Maturity test for political systems

By Alexei Vlasov, exclusively to VK

Russian, Kazakh and Kyrgiz experts actively discuss the possibility of their states becoming parliamentary republics instead of presidential ones. They said it is only logical that as the post-soviet era of ‘strong hand’ government is coming to an end the new democracies don’t need a strict presidential ‘chain of command’.

Presently, the governmental systems are required to be more flexible and dynamic, especially as the inner social challenges are concerned. Moreover, in Uzbekistan and Kazakhstan the elites are bracing themselves for possible drastic changes in case Karimov and Nazarbayev are no longer capable of governing the countries. According to a recent interview of Kazakh presidential adviser Yertysbayev, the future President of Kazakhstan won’t have the same vast powers the current President has.

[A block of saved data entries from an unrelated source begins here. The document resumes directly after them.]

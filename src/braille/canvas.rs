/// Braille Unicode canvas for terminal wireframes.
/// Each character cell holds a 2x4 dot grid (U+2800 to U+28FF).
#[derive(Debug, Clone)]
pub struct BrailleCanvas {
    width: usize,  // Characters
    height: usize, // Characters
    cells: Vec<u8>,
}

impl BrailleCanvas {
    /// Canvas of `width` x `height` characters, i.e. `width*2` x `height*4` dots
    pub fn new(width: usize, height: usize) -> Self {
        Self {
            width,
            height,
            cells: vec![0u8; width * height],
        }
    }

    pub fn width(&self) -> usize {
        self.width
    }

    pub fn height(&self) -> usize {
        self.height
    }

    /// Size in dots
    pub fn pixel_size(&self) -> (usize, usize) {
        (self.width * 2, self.height * 4)
    }

    pub fn clear(&mut self) {
        self.cells.fill(0);
    }

    pub fn is_blank(&self) -> bool {
        self.cells.iter().all(|&b| b == 0)
    }

    /// Braille dot layout per character:
    /// ```text
    /// (0,0) (1,0)   bits: 0x01 0x08
    /// (0,1) (1,1)   bits: 0x02 0x10
    /// (0,2) (1,2)   bits: 0x04 0x20
    /// (0,3) (1,3)   bits: 0x40 0x80
    /// ```
    pub fn set_pixel(&mut self, x: usize, y: usize) {
        let cx = x / 2;
        let cy = y / 4;

        if cx >= self.width || cy >= self.height {
            return;
        }

        let bit = match (x % 2, y % 4) {
            (0, 0) => 0x01,
            (1, 0) => 0x08,
            (0, 1) => 0x02,
            (1, 1) => 0x10,
            (0, 2) => 0x04,
            (1, 2) => 0x20,
            (0, 3) => 0x40,
            (1, 3) => 0x80,
            _ => 0,
        };

        self.cells[cy * self.width + cx] |= bit;
    }

    /// Negative coordinates are ignored
    pub fn set_pixel_signed(&mut self, x: i32, y: i32) {
        if x >= 0 && y >= 0 {
            self.set_pixel(x as usize, y as usize);
        }
    }

    /// Glyph at a character cell, `None` when blank or out of range
    pub fn cell(&self, cx: usize, cy: usize) -> Option<char> {
        if cx >= self.width || cy >= self.height {
            return None;
        }
        match self.cells[cy * self.width + cx] {
            0 => None,
            b => char::from_u32(0x2800 + b as u32),
        }
    }

    pub fn row_to_string(&self, row: usize) -> String {
        if row >= self.height {
            return String::new();
        }
        self.cells[row * self.width..(row + 1) * self.width]
            .iter()
            .map(|&b| char::from_u32(0x2800 + b as u32).unwrap_or(' '))
            .collect()
    }

    pub fn rows(&self) -> impl Iterator<Item = String> + '_ {
        (0..self.height).map(|i| self.row_to_string(i))
    }
}

#[cfg(test)]
mod tests {
    use super::*;

    #[test]
    fn test_single_pixel() {
        let mut canvas = BrailleCanvas::new(1, 1);
        canvas.set_pixel(0, 0);
        assert_eq!(canvas.row_to_string(0), "⠁");
        assert_eq!(canvas.cell(0, 0), Some('⠁'));
    }

    #[test]
    fn test_all_dots() {
        let mut canvas = BrailleCanvas::new(1, 1);
        for x in 0..2 {
            for y in 0..4 {
                canvas.set_pixel(x, y);
            }
        }
        assert_eq!(canvas.row_to_string(0), "⣿");
    }

    #[test]
    fn test_diagonal_spans_cells() {
        let mut canvas = BrailleCanvas::new(2, 1);
        canvas.set_pixel(0, 0);
        canvas.set_pixel(1, 1);
        canvas.set_pixel(2, 2);
        canvas.set_pixel(3, 3);
        // 0x01 | 0x10 and 0x04 | 0x80
        assert_eq!(canvas.row_to_string(0), "⠑⢄");
    }

    #[test]
    fn test_out_of_range_and_clear() {
        let mut canvas = BrailleCanvas::new(2, 2);
        canvas.set_pixel(4, 0);
        canvas.set_pixel_signed(-1, 3);
        assert!(canvas.is_blank());
        assert_eq!(canvas.cell(5, 0), None);

        canvas.set_pixel(3, 7);
        assert_eq!(canvas.cell(1, 1), Some('⢀'));
        canvas.clear();
        assert!(canvas.is_blank());
        assert_eq!(canvas.rows().count(), 2);
    }
}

Practically, this means that in Russia, Kazakhstan and, possibly, Azerbaijan the Parliaments will be gaining more and more political influence, they will be able to control the cabinet formation. The parliamentary speakers will become the leading political figures while the presidential administration’s functions will be reduced.

At the same time, political parties and movements will have to assume the leading role in the political life of the post-Soviet states, and thus they will have to win wider popular support, especially among the young people.

It is most probable that the transitional period will last for several years, in which the ruling parties will gain a great deal of influence, becoming ‘collective heirs’ of today’s political national leaders. These parties are: ‘Nur Otan’ in Kazakhstan, the liberal-democratic party of Uzbekistan, and, if the process described above takes hold of Azerbaijan, the ‘Yeni Azerbaijan’.

Some experts say that the logic of the upcoming change has nothing to do with the notions of ‘democratic’ or ‘non-democratic’ government. It is more about boosting the efficiency of the legislative and executive powers – this need is most noticeable on the example of Russia, as the governmental system here can’t presently assure the necessary level of administrative efficiency.

The new model of administration won’t become stable right away, so the period of adaptation is likely to last for several years. It is possible that the process of Eurasian integration would help promote parliamentarianism on the post-Soviet space. So it is no accident that the experts have started pointing out the necessity of parliamentary integration on the post-Soviet space, following the EU model, some years ago, as this would help the legislative power exercise more efficient control over the countries’ executive offices. There are already some results of this integration project – the CIS Inter-Parliamentary Assembly is working efficiently within its competence.

However, such a transformation would require not only formal changes; it demands the formation of a whole new political culture, of an active civic society, which would be required to actively participate in the new model of government. And that is, as I think, the most difficult problem here: the instruments of the people-government dialog are still rudimental. Today we see that people can express their political opinion only via grass roots rallies while the bureaucrats are not ready to seriously pay attention to the demands of some civic activists they don’t recognize as valid political figures as they have no offices within the bureaucratic administrative system.

So it seems it won’t be easy for our states  to turn to the parliamentary democracies after all. It will be a sort of maturity test for our governmental systems, and our whole future depends on the results of this test.